Theodore Conley, of a Kansas Regiment:

Talk about dead Indians! Why, they are lying everywhere. The trenches are full of them........More harrowing still: think of the brave men from this country, men who were willing to sacrifice their lives for the freedom of Cuba, dying in battle and from disease, in a war waged for the purpose of conquering people who are fighting as the Cubans fought against Spanish tyranny and misrule. There is not a feature of the whole miserable business that a patriotic American citizen, one who loves to read of the brave deeds of the American colonists in the splendid struggle for American independence, can look upon with complacency, much less with pride. This war is reversing history. It places the American people and the government of the United States in the position occupied by Great Britain in 1776. It is an utterly causeless and defenseless war, and it should be abandoned by this government without delay. The longer it is continued, the greater crime it becomes—a crime against human liberty as well as against Christianity and civilization........Those not killed in the trenches were killed when they tried to come out........No wonder they can’t shoot, with that light thrown on them; shells bursting and infantry pouring in lead all the time. Honest to God, I feel sorry for them.

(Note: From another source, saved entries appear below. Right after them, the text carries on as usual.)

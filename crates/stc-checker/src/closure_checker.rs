//! Closure literals.
//!
//! A closure is typed as `Closure<R>` where `R` is the least upper bound of
//! its `return` statements and its last expression. Parameter types come from
//! the closure's own declarations, else from the hints of the method it is
//! passed to, else `Object`.

use crate::context::{ClosureFrame, DelegationFrame};
use crate::state::{CheckerState, VisitResult};
use smallvec::SmallVec;
use stc_ast::{NodeIndex, NodeKind, Param};
use stc_solver::{ClosureParamTypes, DelegationStrategy, TypeId};
use tracing::trace;

impl<'a> CheckerState<'a> {
    pub(crate) fn visit_closure(
        &mut self,
        idx: NodeIndex,
        hints: Option<ClosureParamTypes>,
        delegation: Option<(TypeId, DelegationStrategy)>,
    ) -> VisitResult {
        let db = self.ctx.db;
        let arena = self.ctx.arena;
        let Some(NodeKind::Closure { params, body }) = arena.kind(idx) else {
            return Ok(TypeId::DYNAMIC);
        };
        let before = self.ctx.depths();
        let (delegate, strategy) = match delegation {
            Some((delegate, strategy)) => (Some(delegate), strategy),
            None => (None, DelegationStrategy::default()),
        };
        self.ctx.delegation_chain.push(DelegationFrame { delegate, strategy });
        self.ctx.enclosing_closures.push(ClosureFrame {
            node: idx,
            returns: SmallVec::new(),
        });
        self.ctx.push_scope();

        let param_types = self.declare_closure_parameters(idx, params.as_deref(), hints.as_ref());
        trace!(node = idx.0, params = param_types.len(), "visiting closure");
        self.ctx.metadata.set_closure_arg_types(idx, param_types);
        let visited = self.check_statement(*body);
        let implicit = self.implicit_return(*body);

        self.ctx.pop_scope();
        let frame = self.ctx.enclosing_closures.pop();
        self.ctx.delegation_chain.pop();
        visited?;
        self.ctx.ensure_balanced(before)?;

        let mut returns: SmallVec<[TypeId; 4]> = frame.map(|f| f.returns).unwrap_or_default();
        returns.extend(implicit.map(|(ty, _)| ty));
        let ret = self.merge_return_types(&returns);
        self.ctx.metadata.store_return_type(db, idx, ret);
        let ty = db.class_type(db.well_known().closure, &[ret]);
        self.ctx.metadata.store_type(db, idx, ty);
        Ok(ty)
    }

    /// Declare the closure's parameters in the current scope and return their
    /// types. A closure without a parameter list gets an implicit `it`.
    fn declare_closure_parameters(
        &mut self,
        idx: NodeIndex,
        params: Option<&[Param]>,
        hints: Option<&ClosureParamTypes>,
    ) -> Vec<TypeId> {
        let db = self.ctx.db;
        let count = params.map_or(1, <[Param]>::len);
        let hint = |i: usize| -> Option<TypeId> {
            match hints? {
                ClosureParamTypes::Fixed(types) => types.get(i).copied(),
                ClosureParamTypes::MapEntry { key, value, entry } => match (count, i) {
                    (2, 0) => Some(*key),
                    (2, 1) => Some(*value),
                    (_, 0) => Some(*entry),
                    _ => None,
                },
            }
        };

        let Some(params) = params else {
            if !self.ctx.options.implicit_it {
                return Vec::new();
            }
            let it = hint(0).unwrap_or_else(|| db.object_type());
            self.ctx.declare_variable("it", it, it);
            return vec![it];
        };

        let mut types = Vec::with_capacity(params.len());
        for (i, param) in params.iter().enumerate() {
            let ty = match &param.ty {
                Some(declared) => self.resolve_type_at(declared, idx),
                None => hint(i).unwrap_or_else(|| db.object_type()),
            };
            self.ctx.declare_variable(&param.name, ty, ty);
            types.push(ty);
        }
        types
    }
}

#[cfg(test)]
#[path = "tests/closure_checker_tests.rs"]
mod tests;
use super::*;
use crate::diagnostics::diagnostic_codes;
use crate::options::CheckerOptions;
use crate::state::{CheckResult, check_unit};
use stc_ast::{AstBuilder, Param};
use stc_solver::{TypeDatabase, TypeStore};

fn run_unit(mut b: AstBuilder, classes: Vec<NodeIndex>, script: Vec<NodeIndex>) -> (TypeStore, CheckResult) {
    let root = b.unit(classes, script);
    let arena = b.finish();
    let mut store = TypeStore::new();
    let result =
        check_unit(&mut store, &arena, root, CheckerOptions::default()).expect("check succeeds");
    (store, result)
}

fn static_method(
    b: &mut AstBuilder,
    name: &str,
    params: Vec<Param>,
    return_type: Option<TypeRef>,
    body: Vec<NodeIndex>,
) -> NodeIndex {
    let body = b.block(body);
    b.add(NodeKind::Method {
        name: name.to_string(),
        type_params: Vec::new(),
        params,
        return_type,
        body,
        is_static: true,
        is_abstract: false,
        skip_checking: false,
    })
}

/// `Type name(Type p) { return <literal> }`
fn returning_method(b: &mut AstBuilder, name: &str, param: &str, result: NodeIndex, ret: &str) -> NodeIndex {
    let ret_stmt = b.ret(result);
    b.method(
        name,
        vec![AstBuilder::param("p", Some(TypeRef::named(param)))],
        Some(TypeRef::named(ret)),
        vec![ret_stmt],
    )
}

#[test]
fn test_overload_picks_closest_parameter_type() {
    let mut b = AstBuilder::new();
    let text = b.string("o");
    let general = returning_method(&mut b, "f", "Object", text, "String");
    let one = b.int(1);
    let specific = returning_method(&mut b, "f", "String", one, "int");
    let class = b.class("Calc", Vec::new(), vec![general, specific]);

    let calc = b.new_instance(TypeRef::named("Calc"), Vec::new());
    let decl = b.def("calc", calc);
    let receiver = b.var("calc");
    let arg = b.string("x");
    let with_string = b.call(receiver, "f", vec![arg]);
    let first = b.expr_stmt(with_string);
    let receiver = b.var("calc");
    let arg = b.int(1);
    let with_int = b.call(receiver, "f", vec![arg]);
    let second = b.expr_stmt(with_int);
    let (store, result) = run_unit(b, vec![class], vec![decl, first, second]);

    assert!(result.diagnostics.is_empty());
    assert_eq!(result.metadata.inferred_type(with_string), Some(TypeId::INT));
    assert_eq!(result.metadata.inferred_type(with_int), Some(store.string_type()));
    assert_ne!(
        result.metadata.target_method(with_string),
        result.metadata.target_method(with_int)
    );
}

#[test]
fn test_equally_close_overloads_are_ambiguous() {
    let mut b = AstBuilder::new();
    let left = b.method(
        "m",
        vec![
            AstBuilder::param("a", Some(TypeRef::named("Integer"))),
            AstBuilder::param("b", Some(TypeRef::named("Object"))),
        ],
        Some(TypeRef::named("void")),
        Vec::new(),
    );
    let right = b.method(
        "m",
        vec![
            AstBuilder::param("a", Some(TypeRef::named("Object"))),
            AstBuilder::param("b", Some(TypeRef::named("Integer"))),
        ],
        Some(TypeRef::named("void")),
        Vec::new(),
    );
    let class = b.class("Pair", Vec::new(), vec![left, right]);
    let pair = b.new_instance(TypeRef::named("Pair"), Vec::new());
    let one = b.int(1);
    let two = b.int(2);
    let call = b.call(pair, "m", vec![one, two]);
    let stmt = b.expr_stmt(call);
    let (_, result) = run_unit(b, vec![class], vec![stmt]);

    assert_eq!(result.codes(), vec![diagnostic_codes::REFERENCE_TO_METHOD_IS_AMBIGUOUS]);
    assert_eq!(result.metadata.inferred_type(call), Some(TypeId::DYNAMIC));
}

#[test]
fn test_missing_method_names_receiver_and_arguments() {
    let mut b = AstBuilder::new();
    let text = b.string("s");
    let one = b.int(1);
    let call = b.call(text, "nope", vec![one]);
    let stmt = b.expr_stmt(call);
    let (_, result) = run_unit(b, Vec::new(), vec![stmt]);

    assert_eq!(result.codes(), vec![diagnostic_codes::CANNOT_FIND_MATCHING_METHOD]);
    let message = &result.diagnostics[0].message_text;
    assert!(message.contains("java.lang.String#nope(int)"), "{message}");
}

#[test]
fn test_instance_method_from_static_context() {
    let mut b = AstBuilder::new();
    let call = b.implicit_call("helper", Vec::new());
    let stmt = b.expr_stmt(call);
    let run = static_method(&mut b, "run", Vec::new(), Some(TypeRef::named("void")), vec![stmt]);
    let one = b.int(1);
    let ret = b.ret(one);
    let helper = b.method("helper", Vec::new(), Some(TypeRef::named("int")), vec![ret]);
    let class = b.class("Calc", Vec::new(), vec![run, helper]);
    let (_, result) = run_unit(b, vec![class], Vec::new());

    assert_eq!(
        result.codes(),
        vec![diagnostic_codes::NON_STATIC_METHOD_FROM_STATIC_CONTEXT]
    );
}

#[test]
fn test_static_call_through_class_name() {
    let mut b = AstBuilder::new();
    let x = b.var("x");
    let two = b.int(2);
    let product = b.binary(stc_ast::BinaryOp::Multiply, x, two);
    let ret = b.ret(product);
    let twice = static_method(
        &mut b,
        "twice",
        vec![AstBuilder::param("x", Some(TypeRef::named("int")))],
        Some(TypeRef::named("int")),
        vec![ret],
    );
    let class = b.class("Util", Vec::new(), vec![twice]);
    let receiver = b.var("Util");
    let arg = b.int(21);
    let call = b.call(receiver, "twice", vec![arg]);
    let stmt = b.expr_stmt(call);
    let (store, result) = run_unit(b, vec![class], vec![stmt]);

    assert!(result.diagnostics.is_empty());
    assert_eq!(result.metadata.inferred_type(call), Some(TypeId::INT));
    let util = store.class_by_name("Util").expect("declared");
    let class_object = store.class_type(store.well_known().class, &[store.class_type(util, &[])]);
    assert_eq!(result.metadata.inferred_type(receiver), Some(class_object));
}

#[test]
fn test_implicit_call_in_script_records_receiver() {
    let mut b = AstBuilder::new();
    let text = b.string("hello");
    let call = b.implicit_call("println", vec![text]);
    let stmt = b.expr_stmt(call);
    let (_, result) = run_unit(b, Vec::new(), vec![stmt]);

    assert!(result.diagnostics.is_empty());
    assert_eq!(result.metadata.inferred_type(call), Some(TypeId::VOID));
    assert_eq!(
        result
            .metadata
            .get(call)
            .and_then(|m| m.implicit_receiver.as_deref()),
        Some("this")
    );
}

#[test]
fn test_safe_call_boxes_primitive_result() {
    let mut b = AstBuilder::new();
    let text = b.string("s");
    let call = b.call_with(text, "length", Vec::new(), true, false);
    let stmt = b.expr_stmt(call);
    let (store, result) = run_unit(b, Vec::new(), vec![stmt]);

    let integer = store.class_type(store.well_known().integer, &[]);
    assert_eq!(result.metadata.inferred_type(call), Some(integer));
}

#[test]
fn test_spread_call_collects_results() {
    let mut b = AstBuilder::new();
    let a = b.string("a");
    let bb = b.string("bb");
    let list = b.list(vec![a, bb]);
    let call = b.call_with(list, "length", Vec::new(), false, true);
    let stmt = b.expr_stmt(call);
    let (store, result) = run_unit(b, Vec::new(), vec![stmt]);

    let wk = store.well_known();
    let integer = store.class_type(wk.integer, &[]);
    assert!(result.diagnostics.is_empty());
    assert_eq!(
        result.metadata.inferred_type(call),
        Some(store.class_type(wk.list, &[integer]))
    );
}

#[test]
fn test_diamond_takes_arguments_from_target() {
    let mut b = AstBuilder::new();
    let created = b.new_instance(TypeRef::diamond("ArrayList"), Vec::new());
    let decl = b.decl(
        "names",
        TypeRef::generic("List", vec![TypeRef::named("String")]),
        created,
    );
    let (store, result) = run_unit(b, Vec::new(), vec![decl]);

    assert!(result.diagnostics.is_empty());
    let wk = store.well_known();
    assert_eq!(
        result.metadata.inferred_type(created),
        Some(store.class_type(wk.array_list, &[store.string_type()]))
    );
}

#[test]
fn test_diamond_on_non_generic_class() {
    let mut b = AstBuilder::new();
    let created = b.new_instance(TypeRef::diamond("String"), Vec::new());
    let stmt = b.expr_stmt(created);
    let (_, result) = run_unit(b, Vec::new(), vec![stmt]);

    assert_eq!(result.codes(), vec![diagnostic_codes::CANNOT_INFER_DIAMOND_TYPE]);
}

#[test]
fn test_constructor_without_match() {
    let mut b = AstBuilder::new();
    let one = b.int(1);
    let two = b.int(2);
    let created = b.new_instance(TypeRef::named("String"), vec![one, two]);
    let stmt = b.expr_stmt(created);
    let (store, result) = run_unit(b, Vec::new(), vec![stmt]);

    assert_eq!(result.codes(), vec![diagnostic_codes::CANNOT_FIND_MATCHING_CONSTRUCTOR]);
    assert_eq!(result.metadata.inferred_type(created), Some(store.string_type()));
}

#[test]
fn test_named_argument_constructor() {
    let mut b = AstBuilder::new();
    let name = b.field("name", Some(TypeRef::named("String")), NodeIndex::NONE);
    let class = b.class("Person", vec![name], Vec::new());

    let key = b.string("name");
    let value = b.string("Ada");
    let args = b.map(vec![(key, value)]);
    let good = b.new_instance(TypeRef::named("Person"), vec![args]);
    let first = b.expr_stmt(good);

    let unknown_key = b.string("age");
    let age = b.int(3);
    let args = b.map(vec![(unknown_key, age)]);
    let bad = b.new_instance(TypeRef::named("Person"), vec![args]);
    let second = b.expr_stmt(bad);
    let (_, result) = run_unit(b, vec![class], vec![first, second]);

    assert_eq!(result.codes(), vec![diagnostic_codes::NO_SUCH_PROPERTY]);
    assert!(result.metadata.target_method(good).is_none());
}

#[test]
fn test_closure_argument_gets_parameter_hints() {
    let mut b = AstBuilder::new();
    let one = b.int(1);
    let two = b.int(2);
    let list = b.list(vec![one, two]);
    let it = b.var("it");
    let two = b.int(2);
    let doubled = b.binary(stc_ast::BinaryOp::Multiply, it, two);
    let body = b.expr_stmt(doubled);
    let closure = b.closure(None, vec![body]);
    let call = b.call(list, "collect", vec![closure]);
    let stmt = b.expr_stmt(call);
    let (store, result) = run_unit(b, Vec::new(), vec![stmt]);

    let wk = store.well_known();
    let integer = store.class_type(wk.integer, &[]);
    assert!(result.diagnostics.is_empty());
    assert_eq!(result.metadata.inferred_type(it), Some(integer));
    assert_eq!(
        result.metadata.get(closure).and_then(|m| m.closure_arg_types.clone()),
        Some(vec![integer])
    );
    assert_eq!(
        result.metadata.inferred_type(call),
        Some(store.class_type(wk.list, &[integer]))
    );
}

/// `static <T> T pair(T a, List<T> b) { return a }`
fn generic_pair_method(b: &mut AstBuilder) -> NodeIndex {
    let a = b.var("a");
    let ret = b.ret(a);
    let body = b.block(vec![ret]);
    b.add(NodeKind::Method {
        name: "pair".to_string(),
        type_params: vec![AstBuilder::type_param("T", Vec::new())],
        params: vec![
            AstBuilder::param("a", Some(TypeRef::named("T"))),
            AstBuilder::param("b", Some(TypeRef::generic("List", vec![TypeRef::named("T")]))),
        ],
        return_type: Some(TypeRef::named("T")),
        body,
        is_static: true,
        is_abstract: false,
        skip_checking: false,
    })
}

#[test]
fn test_conflicting_generic_arguments_are_reported() {
    let mut b = AstBuilder::new();
    let pair = generic_pair_method(&mut b);
    let class = b.class("Util", Vec::new(), vec![pair]);
    let text = b.string("a");
    let names = b.list(vec![text]);
    let decl = b.decl("names", TypeRef::generic("List", vec![TypeRef::named("String")]), names);
    let receiver = b.var("Util");
    let one = b.int(1);
    let list = b.var("names");
    let call = b.call(receiver, "pair", vec![one, list]);
    let stmt = b.expr_stmt(call);
    let (_, result) = run_unit(b, vec![class], vec![decl, stmt]);

    assert_eq!(result.codes(), vec![diagnostic_codes::INCOMPATIBLE_GENERIC_ARGUMENT_TYPES]);
    let message = &result.diagnostics[0].message_text;
    assert!(message.contains("java.lang.Integer"), "{message}");
    assert!(message.contains("java.lang.String"), "{message}");
}

#[test]
fn test_generic_argument_compatible_with_list_element() {
    let mut b = AstBuilder::new();
    let pair = generic_pair_method(&mut b);
    let class = b.class("Util", Vec::new(), vec![pair]);
    let text = b.string("a");
    let names = b.list(vec![text]);
    let decl = b.decl("names", TypeRef::generic("List", vec![TypeRef::named("String")]), names);
    let receiver = b.var("Util");
    let other = b.string("b");
    let list = b.var("names");
    let call = b.call(receiver, "pair", vec![other, list]);
    let stmt = b.expr_stmt(call);
    let (store, result) = run_unit(b, vec![class], vec![decl, stmt]);

    assert!(result.diagnostics.is_empty(), "{:?}", result.codes());
    assert_eq!(result.metadata.inferred_type(call), Some(store.string_type()));
}

#[test]
fn test_targets_for_accessor_and_implicit_constructor() {
    let mut b = AstBuilder::new();
    let name = b.field("name", Some(TypeRef::named("String")), NodeIndex::NONE);
    let class = b.class("Person", vec![name], Vec::new());

    let created = b.new_instance(TypeRef::named("Person"), Vec::new());
    let decl = b.decl("p", TypeRef::named("Person"), created);
    let receiver = b.var("p");
    let getter = b.call(receiver, "getName", Vec::new());
    let read = b.expr_stmt(getter);
    let receiver = b.var("p");
    let value = b.string("Ada");
    let setter = b.call(receiver, "setName", vec![value]);
    let write = b.expr_stmt(setter);
    let (store, result) = run_unit(b, vec![class], vec![decl, read, write]);

    assert!(result.diagnostics.is_empty(), "{:?}", result.codes());
    let person = store.class_by_name("Person").expect("declared");
    assert_eq!(
        result.metadata.target(created),
        Some(&CallTarget::ImplicitConstructor(person))
    );
    assert_eq!(
        result.metadata.target(getter),
        Some(&CallTarget::Accessor {
            class: Some(person),
            name: "getName".to_string(),
            setter: false,
        })
    );
    assert!(matches!(
        result.metadata.target(setter),
        Some(CallTarget::Accessor { setter: true, .. })
    ));
    assert_eq!(result.metadata.inferred_type(getter), Some(store.string_type()));
}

F. A. Blake, of California, in charge of the Red Cross:

I never saw such execution in my life, and hope never to see such sights as met me on all sides as our little corps passed over the field, dressing wounded. Legs and arms nearly demolished; total decapitation; horrible wounds in chests and abdomens, showing the determination of our soldiers to kill every native in sight. The Filipinos did stand their ground heroically, contesting every inch, but proved themselves unable to stand the deadly fire of our well-trained and eager boys in blue. I counted seventy-nine dead natives in one small field, and learn that on the other side of the river their bodies were stacked up for breastworks.

Colonel Funston, Twentieth Kansas Volunteers:

The boys go for the enemy as if they were chasing jackrabbits........I, for one, hope that Uncle Sam will apply the chastening rod, good, hard, and plenty, and lay it on until they come into the reservation and promise to be good “Injuns”.

E. D. Furnam, of the Washington Regiment, writes of the battles of February 4th and 5th:

We burned hundreds of houses and looted hundreds more. Some of the boys made good hauls of jewelry and clothing. Nearly every man has at least two suits of clothing, and our quarters are furnished in style; fine beds with silken drapery, mirrors, chairs, rockers, cushions, pianos, hanging-lamps, rugs, pictures, etc. We have horses and carriages, and bull-carts galore, and enough furniture and other plunder to load a steamer.

N. A. J. McDonnel, of the Utah Battery, February 22d:

The enemy numbered thousands and had courage, but could not shoot straight. People can never tell me anything about the Rough Riders charging San Juan. If these natives could shoot as accurately as the Spanish, they would have exterminated us. Fighting goes on all along the lines, many natives are killed, but we capture very few rifles, as they seem to have men to take them. Official reports say over four thousand two hundred natives have been buried by American troops. How many they have buried themselves and how many more are dead in the brush no one knows.

Frank M. Erb, of the Pennsylvania Regiment. February 27th:

We have been in this nigger-fighting business now for twenty-three days, and have been under fire for the greater part of that time. The niggers shoot over one another’s heads or any old way. Even while I am writing this the black boys are banging away at our outposts, but they very seldom hit anybody. The morning of the 6th a burying detail from our regiment buried forty-nine nigger enlisted men and two nigger officers, and when we stopped chasing them the night before, we could see ‘em carrying a great many with them. We are supposed to have killed about three hundred. Take my advice, and don’t enlist in the regulars, for you are good for three years. I am not sorry I enlisted, but you see we have had some excitement and we only have about fourteen months’ time to serve, if they keep us our full time, which is not likely. We will, no doubt, start home as soon as we get these niggers rounded up.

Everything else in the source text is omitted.